(Task brief)
Write out all the data below exactly.
Data for this exercise below:
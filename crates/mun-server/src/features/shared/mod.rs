//! Shared utilities used across feature slices

pub mod csv;
pub mod pagination;
pub mod validation;
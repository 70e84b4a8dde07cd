//! Common error types shared across MUN crates

use thiserror::Error;

/// Result type alias for MUN operations
pub type Result<T> = std::result::Result<T, MunError>;

/// Main error type for cross-cutting failures
#[derive(Error, Debug)]
pub enum MunError {
    #[error("IO error: {0}")]
    Io(#[from] std::io::Error),

    #[error("Serialization error: {0}")]
    Serialization(#[from] serde_json::Error),

    #[error("Configuration error: {0}")]
    Config(String),

    #[error("Database error: {0}")]
    Database(String),

    #[error("Parse error: {0}")]
    Parse(String),
}
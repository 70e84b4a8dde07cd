use axum::{
    extract::{Query, State},
    http::HeaderMap,
    routing::get,
    Json, Router,
};
use serde_json::json;

use crate::api::ApiResponse;
use crate::auth::require_admin;
use crate::error::AppResult;
use crate::features::{current_user, FeatureState};
use crate::models::LogView;

use super::commands::purge;
use super::queries::{self, ListLogsQuery};

pub fn logs_routes() -> Router<FeatureState> {
    Router::new().route("/", get(list_logs).delete(purge_logs))
}

#[tracing::instrument(skip(state, headers, query))]
async fn list_logs(
    State(state): State<FeatureState>,
    headers: HeaderMap,
    Query(query): Query<ListLogsQuery>,
) -> AppResult<Json<ApiResponse<Vec<LogView>>>> {
    let actor = current_user(&state, &headers, None).await?;
    require_admin(&actor)?;

    let response = queries::list::handle(state.db.clone(), query).await?;
    let meta = json!({ "pagination": response.pagination });

    Ok(Json(ApiResponse::success_with_meta(response.items, meta)))
}

#[tracing::instrument(skip(state, headers))]
async fn purge_logs(
    State(state): State<FeatureState>,
    headers: HeaderMap,
) -> AppResult<Json<ApiResponse<purge::PurgeResponse>>> {
    let actor = current_user(&state, &headers, None).await?;
    require_admin(&actor)?;

    let response = purge::handle(&state, actor.id).await?;

    Ok(Json(ApiResponse::success(response)))
}
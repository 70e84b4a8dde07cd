//! Server-specific error types

use axum::{
    http::StatusCode,
    response::{IntoResponse, Response},
    Json,
};
use thiserror::Error;

use crate::api::response::ErrorResponse;

/// Result type alias for request handlers
pub type AppResult<T> = std::result::Result<T, AppError>;

/// Application error types
#[derive(Error, Debug)]
pub enum AppError {
    #[error("Not found: {0}")]
    NotFound(String),

    #[error("Bad request: {0}")]
    BadRequest(String),

    #[error("Unauthorized: {0}")]
    Unauthorized(String),

    #[error("Forbidden: {0}")]
    Forbidden(String),

    #[error("Conflict: {0}")]
    Conflict(String),

    #[error("Validation error: {0}")]
    Validation(String),

    #[error("Internal server error: {0}")]
    Internal(String),

    #[error("Database error: {0}")]
    Database(#[from] sqlx::Error),
}

impl AppError {
    /// Stable machine-readable code for the error envelope
    pub fn code(&self) -> &'static str {
        match self {
            AppError::NotFound(_) => "NOT_FOUND",
            AppError::BadRequest(_) => "BAD_REQUEST",
            AppError::Unauthorized(_) => "UNAUTHORIZED",
            AppError::Forbidden(_) => "FORBIDDEN",
            AppError::Conflict(_) => "CONFLICT",
            AppError::Validation(_) => "VALIDATION_ERROR",
            AppError::Internal(_) => "INTERNAL_ERROR",
            AppError::Database(_) => "INTERNAL_ERROR",
        }
    }

    pub fn status(&self) -> StatusCode {
        match self {
            AppError::NotFound(_) => StatusCode::NOT_FOUND,
            AppError::BadRequest(_) | AppError::Validation(_) => StatusCode::BAD_REQUEST,
            AppError::Unauthorized(_) => StatusCode::UNAUTHORIZED,
            AppError::Forbidden(_) => StatusCode::FORBIDDEN,
            AppError::Conflict(_) => StatusCode::CONFLICT,
            AppError::Internal(_) | AppError::Database(_) => StatusCode::INTERNAL_SERVER_ERROR,
        }
    }
}

impl IntoResponse for AppError {
    fn into_response(self) -> Response {
        let status = self.status();
        let code = self.code();

        let message = match self {
            AppError::Internal(ref msg) => {
                tracing::error!("Internal error: {}", msg);
                "An internal error occurred".to_string()
            },
            AppError::Database(ref err) => {
                tracing::error!("Database error: {}", err);
                "A database error occurred".to_string()
            },
            ref other => other.to_string(),
        };

        let error_response = ErrorResponse::new(code, message);
        (status, Json(error_response)).into_response()
    }
}

impl From<mun_common::MunError> for AppError {
    fn from(err: mun_common::MunError) -> Self {
        AppError::Internal(err.to_string())
    }
}

#[cfg(test)]
mod tests {
    use super::*;

    #[test]
    fn test_status_mapping() {
        assert_eq!(
            AppError::NotFound("x".into()).status(),
            StatusCode::NOT_FOUND
        );
        assert_eq!(
            AppError::Validation("x".into()).status(),
            StatusCode::BAD_REQUEST
        );
        assert_eq!(
            AppError::Unauthorized("x".into()).status(),
            StatusCode::UNAUTHORIZED
        );
        assert_eq!(
            AppError::Forbidden("x".into()).status(),
            StatusCode::FORBIDDEN
        );
        assert_eq!(AppError::Conflict("x".into()).status(), StatusCode::CONFLICT);
    }

    #[test]
    fn test_database_error_code_is_internal() {
        let err = AppError::Database(sqlx::Error::PoolClosed);
        assert_eq!(err.code(), "INTERNAL_ERROR");
        assert_eq!(err.status(), StatusCode::INTERNAL_SERVER_ERROR);
    }
}
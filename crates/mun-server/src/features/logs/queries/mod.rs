//! Log queries

pub mod list;

pub use list::{ListLogsQuery, ListLogsResponse};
End of Data for this exercise.
(Response box)
filename crates/mun-server/src/features/shared/mod.rs
//! Shared utilities used across feature slices

pub mod csv;
pub mod pagination;
pub mod validation;
repository 70e84b4a8dde07cd
//! Common error types shared across MUN crates

use thiserror::Error;

/// Result type alias for MUN operations
pub type Result<T> = std::result::Result<T, MunError>;

/// Main error type for cross-cutting failures
#[derive(Error, Debug)]
pub enum MunError {
    #[error("IO error: {0}")]
    Io(#[from] std::io::Error),

    #[error("Serialization error: {0}")]
    Serialization(#[from] serde_json::Error),

    #[error("Configuration error: {0}")]
    Config(String),

    #[error("Database error: {0}")]
    Database(String),

    #[error("Parse error: {0}")]
    Parse(String),
}
repository 70e84b4a8dde07cd
use axum::{
    extract::{Query, State},
    http::HeaderMap,
    routing::get,
    Json, Router,
};
use serde_json::json;

use crate::api::ApiResponse;
use crate::auth::require_admin;
use crate::error::AppResult;
use crate::features::{current_user, FeatureState};
use crate::models::LogView;

use super::commands::purge;
use super::queries::{self, ListLogsQuery};

pub fn logs_routes() -> Router<FeatureState> {
    Router::new().route("/", get(list_logs).delete(purge_logs))
}

#[tracing::instrument(skip(state, headers, query))]
async fn list_logs(
    State(state): State<FeatureState>,
    headers: HeaderMap,
    Query(query): Query<ListLogsQuery>,
) -> AppResult<Json<ApiResponse<Vec<LogView>>>> {
    let actor = current_user(&state, &headers, None).await?;
    require_admin(&actor)?;

    let response = queries::list::handle(state.db.clone(), query).await?;
    let meta = json!({ "pagination": response.pagination });

    Ok(Json(ApiResponse::success_with_meta(response.items, meta)))
}

#[tracing::instrument(skip(state, headers))]
async fn purge_logs(
    State(state): State<FeatureState>,
    headers: HeaderMap,
) -> AppResult<Json<ApiResponse<purge::PurgeResponse>>> {
    let actor = current_user(&state, &headers, None).await?;
    require_admin(&actor)?;

    let response = purge::handle(&state, actor.id).await?;

    Ok(Json(ApiResponse::success(response)))
}
repository 70e84b4a8dde07cd
//! Server-specific error types

use axum::{
    http::StatusCode,
    response::{IntoResponse, Response},
    Json,
};
use thiserror::Error;

use crate::api::response::ErrorResponse;

/// Result type alias for request handlers
pub type AppResult<T> = std::result::Result<T, AppError>;

/// Application error types
#[derive(Error, Debug)]
pub enum AppError {
    #[error("Not found: {0}")]
    NotFound(String),

    #[error("Bad request: {0}")]
    BadRequest(String),

    #[error("Unauthorized: {0}")]
    Unauthorized(String),

    #[error("Forbidden: {0}")]
    Forbidden(String),

    #[error("Conflict: {0}")]
    Conflict(String),

    #[error("Validation error: {0}")]
    Validation(String),

    #[error("Internal server error: {0}")]
    Internal(String),

    #[error("Database error: {0}")]
    Database(#[from] sqlx::Error),
}

impl AppError {
    /// Stable machine-readable code for the error envelope
    pub fn code(&self) -> &'static str {
        match self {
            AppError::NotFound(_) => "NOT_FOUND",
            AppError::BadRequest(_) => "BAD_REQUEST",
            AppError::Unauthorized(_) => "UNAUTHORIZED",
            AppError::Forbidden(_) => "FORBIDDEN",
            AppError::Conflict(_) => "CONFLICT",
            AppError::Validation(_) => "VALIDATION_ERROR",
            AppError::Internal(_) => "INTERNAL_ERROR",
            AppError::Database(_) => "INTERNAL_ERROR",
        }
    }

    pub fn status(&self) -> StatusCode {
        match self {
            AppError::NotFound(_) => StatusCode::NOT_FOUND,
            AppError::BadRequest(_) | AppError::Validation(_) => StatusCode::BAD_REQUEST,
            AppError::Unauthorized(_) => StatusCode::UNAUTHORIZED,
            AppError::Forbidden(_) => StatusCode::FORBIDDEN,
            AppError::Conflict(_) => StatusCode::CONFLICT,
            AppError::Internal(_) | AppError::Database(_) => StatusCode::INTERNAL_SERVER_ERROR,
        }
    }
}

impl IntoResponse for AppError {
    fn into_response(self) -> Response {
        let status = self.status();
        let code = self.code();

        let message = match self {
            AppError::Internal(ref msg) => {
                tracing::error!("Internal error: {}", msg);
                "An internal error occurred".to_string()
            },
            AppError::Database(ref err) => {
                tracing::error!("Database error: {}", err);
                "A database error occurred".to_string()
            },
            ref other => other.to_string(),
        };

        let error_response = ErrorResponse::new(code, message);
        (status, Json(error_response)).into_response()
    }
}

impl From<mun_common::MunError> for AppError {
    fn from(err: mun_common::MunError) -> Self {
        AppError::Internal(err.to_string())
    }
}

#[cfg(test)]
mod tests {
    use super::*;

    #[test]
    fn test_status_mapping() {
        assert_eq!(
            AppError::NotFound("x".into()).status(),
            StatusCode::NOT_FOUND
        );
        assert_eq!(
            AppError::Validation("x".into()).status(),
            StatusCode::BAD_REQUEST
        );
        assert_eq!(
            AppError::Unauthorized("x".into()).status(),
            StatusCode::UNAUTHORIZED
        );
        assert_eq!(
            AppError::Forbidden("x".into()).status(),
            StatusCode::FORBIDDEN
        );
        assert_eq!(AppError::Conflict("x".into()).status(), StatusCode::CONFLICT);
    }

    #[test]
    fn test_database_error_code_is_internal() {
        let err = AppError::Database(sqlx::Error::PoolClosed);
        assert_eq!(err.code(), "INTERNAL_ERROR");
        assert_eq!(err.status(), StatusCode::INTERNAL_SERVER_ERROR);
    }
}
filename crates/mun-server/src/features/logs/queries/mod.rs
//! Log queries

pub mod list;

pub use list::{ListLogsQuery, ListLogsResponse};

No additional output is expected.